Training requirements: The students mainly study the basic theory of medicine, basic knowledge and necessary basic medicine, clinical medicine basic knowledge, basic training humanities, science, education and professionalism of clinical skills, master the use of Chinese medicine for diagnosis, prevention, Rehabilitation and population health services and other aspects of the basic ability.
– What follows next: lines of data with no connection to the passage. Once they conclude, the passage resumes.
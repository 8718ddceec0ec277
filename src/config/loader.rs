//! Configuration loading, discovery, and persistence for `meiswap.toml`.

use std::env;
use std::fs;
use std::path::{Path, PathBuf};

use thiserror::Error;

use super::schema::Config;

/// Configuration file name searched for.
pub const CONFIG_FILE: &str = "meiswap.toml";

/// Configuration loading error
#[derive(Debug, Error)]
#[non_exhaustive]
pub enum ConfigError {
    /// File I/O error
    #[error("failed to read config: {0}")]
    Io(#[from] std::io::Error),
    /// TOML parsing error
    #[error("failed to parse meiswap.toml: {0}")]
    Parse(#[from] toml::de::Error),
    /// TOML serialization error
    #[error("failed to serialize config: {0}")]
    Serialize(#[from] toml::ser::Error),
}

/// Find meiswap.toml by walking up from the current working directory.
///
/// Search order:
/// 1. Walk up from current directory looking for meiswap.toml
/// 2. Check XDG_CONFIG_HOME/meiswap/meiswap.toml (or ~/.config/meiswap/meiswap.toml)
pub fn find_config() -> Option<PathBuf> {
    if let Ok(cwd) = env::current_dir() {
        if let Some(path) = find_config_from(cwd) {
            return Some(path);
        }
    }

    find_xdg_config()
}

/// Find meiswap.toml in the XDG config directory.
fn find_xdg_config() -> Option<PathBuf> {
    let xdg_config = env::var("XDG_CONFIG_HOME")
        .map(PathBuf::from)
        .or_else(|_| env::var("HOME").map(|h| PathBuf::from(h).join(".config")))
        .ok()?;

    let config_path = xdg_config.join("meiswap").join(CONFIG_FILE);
    if config_path.exists() {
        Some(config_path)
    } else {
        None
    }
}

/// Find meiswap.toml by walking up from a specific directory.
pub fn find_config_from(start: PathBuf) -> Option<PathBuf> {
    let mut current = start;

    loop {
        let config_path = current.join(CONFIG_FILE);
        if config_path.exists() {
            return Some(config_path);
        }

        if !current.pop() {
            return None;
        }
    }
}

/// Load configuration from a meiswap.toml file.
///
/// If a path is provided, loads from that file. Otherwise uses
/// `find_config()` to locate one; no config file means defaults.
pub fn load_config(path: Option<&Path>) -> Result<Config, ConfigError> {
    let config_path = match path {
        Some(p) => Some(p.to_path_buf()),
        None => find_config(),
    };

    match config_path {
        Some(p) => load_config_file(&p),
        None => Ok(Config::default()),
    }
}

fn load_config_file(path: &Path) -> Result<Config, ConfigError> {
    let contents = fs::read_to_string(path)?;
    Ok(toml::from_str(&contents)?)
}

/// Persist the configuration, creating parent directories as needed.
///
/// The tool saves on every mutation (game selection, selection commit), so
/// this is the single write path for `meiswap.toml`.
pub fn save_config(path: &Path, config: &Config) -> Result<(), ConfigError> {
    if let Some(parent) = path.parent() {
        if !parent.as_os_str().is_empty() {
            fs::create_dir_all(parent)?;
        }
    }
    let contents = toml::to_string_pretty(config)?;
    fs::write(path, contents)?;
    Ok(())
}

/// The path mutations are written back to: the explicit override, the
/// discovered file, or `meiswap.toml` in the current directory.
pub fn config_write_path(explicit: Option<&Path>) -> PathBuf {
    match explicit {
        Some(p) => p.to_path_buf(),
        None => find_config().unwrap_or_else(|| PathBuf::from(CONFIG_FILE)),
    }
}

#[cfg(test)]
mod tests {
    use super::*;
    use std::collections::BTreeMap;
    use tempfile::TempDir;

    #[test]
    fn test_find_config_in_current_dir() {
        let temp = TempDir::new().expect("should create temp dir");
        let config_path = temp.path().join(CONFIG_FILE);
        fs::write(&config_path, "").expect("should write config");

        let found = find_config_from(temp.path().to_path_buf());
        assert_eq!(found, Some(config_path));
    }

    #[test]
    fn test_find_config_in_parent_dir() {
        let temp = TempDir::new().expect("should create temp dir");
        let config_path = temp.path().join(CONFIG_FILE);
        fs::write(&config_path, "").expect("should write config");

        let subdir = temp.path().join("sprites").join("mei");
        fs::create_dir_all(&subdir).expect("should create subdirectories");

        let found = find_config_from(subdir);
        assert_eq!(found, Some(config_path));
    }

    #[test]
    fn test_find_config_not_found() {
        let temp = TempDir::new().expect("should create temp dir");
        let found = find_config_from(temp.path().to_path_buf());
        assert_eq!(found, None);
    }

    #[test]
    fn test_load_config_from_file() {
        let temp = TempDir::new().expect("should create temp dir");
        let config_path = temp.path().join(CONFIG_FILE);
        fs::write(
            &config_path,
            r#"
game_path = "/games/HigurashiEp01.exe"
sprite_path = "/games/HigurashiEp01_Data/StreamingAssets/CGAlt/sprite"

[selections]
satoko = "Casual (variant: v002)"
rena = "Random Outfits"
"#,
        )
        .expect("should write config");

        let config = load_config(Some(&config_path)).expect("should load valid config");
        assert_eq!(config.game_path, Some(PathBuf::from("/games/HigurashiEp01.exe")));
        assert_eq!(config.assets_root, PathBuf::from("."));
        assert_eq!(config.selections["rena"], "Random Outfits");
    }

    #[test]
    fn test_load_config_missing_file_errors() {
        let temp = TempDir::new().expect("should create temp dir");
        let result = load_config(Some(&temp.path().join("nonexistent.toml")));
        assert!(matches!(result, Err(ConfigError::Io(_))));
    }

    #[test]
    fn test_load_config_invalid_toml() {
        let temp = TempDir::new().expect("should create temp dir");
        let config_path = temp.path().join(CONFIG_FILE);
        fs::write(&config_path, "this is not valid toml {{{").expect("should write config");

        let result = load_config(Some(&config_path));
        assert!(matches!(result, Err(ConfigError::Parse(_))));
    }

    #[test]
    fn test_save_and_reload_round_trip() {
        let temp = TempDir::new().expect("should create temp dir");
        let config_path = temp.path().join("nested").join(CONFIG_FILE);

        let mut selections = BTreeMap::new();
        selections.insert("satoko".to_string(), "Best Match".to_string());
        let config = Config {
            game_path: Some(PathBuf::from("/games/HigurashiEp02.exe")),
            sprite_path: Some(PathBuf::from("/games/sprite")),
            assets_root: PathBuf::from("."),
            selections,
        };

        save_config(&config_path, &config).expect("should save config");
        let reloaded = load_config(Some(&config_path)).expect("should reload config");
        assert_eq!(reloaded, config);
    }

    #[test]
    fn test_config_write_path_explicit() {
        let explicit = PathBuf::from("/tmp/custom.toml");
        assert_eq!(config_write_path(Some(&explicit)), explicit);
    }
}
Main courses: Basic Theory of TCM, Collation, TCM, pharmacy, prescriptions, Nei Jing Readings, Treatise on Readings, Golden Chamber Readings, Febrile Diseases, Anatomy, Physiology, Medical Immunology and Pathogen Biology, Pathology, pharmacology and other professional basic courses, and traditional Chinese medicine, traditional Chinese medicine surgery, traditional Chinese medicine gynecology, Chinese medicine ophthalmology, acupuncture and moxibustion, Chinese medicine pediatrics, Chinese medicine ENT science, Chinese medicine bone science, diagnostic science, internal medicine Medicine, surgery, emergency medicine, local anatomy, bone and joint imaging, Chinese medicine bone science, orthopedic surgery, traumatic first aid, Chiropractic and other direction of differentiation clinical courses.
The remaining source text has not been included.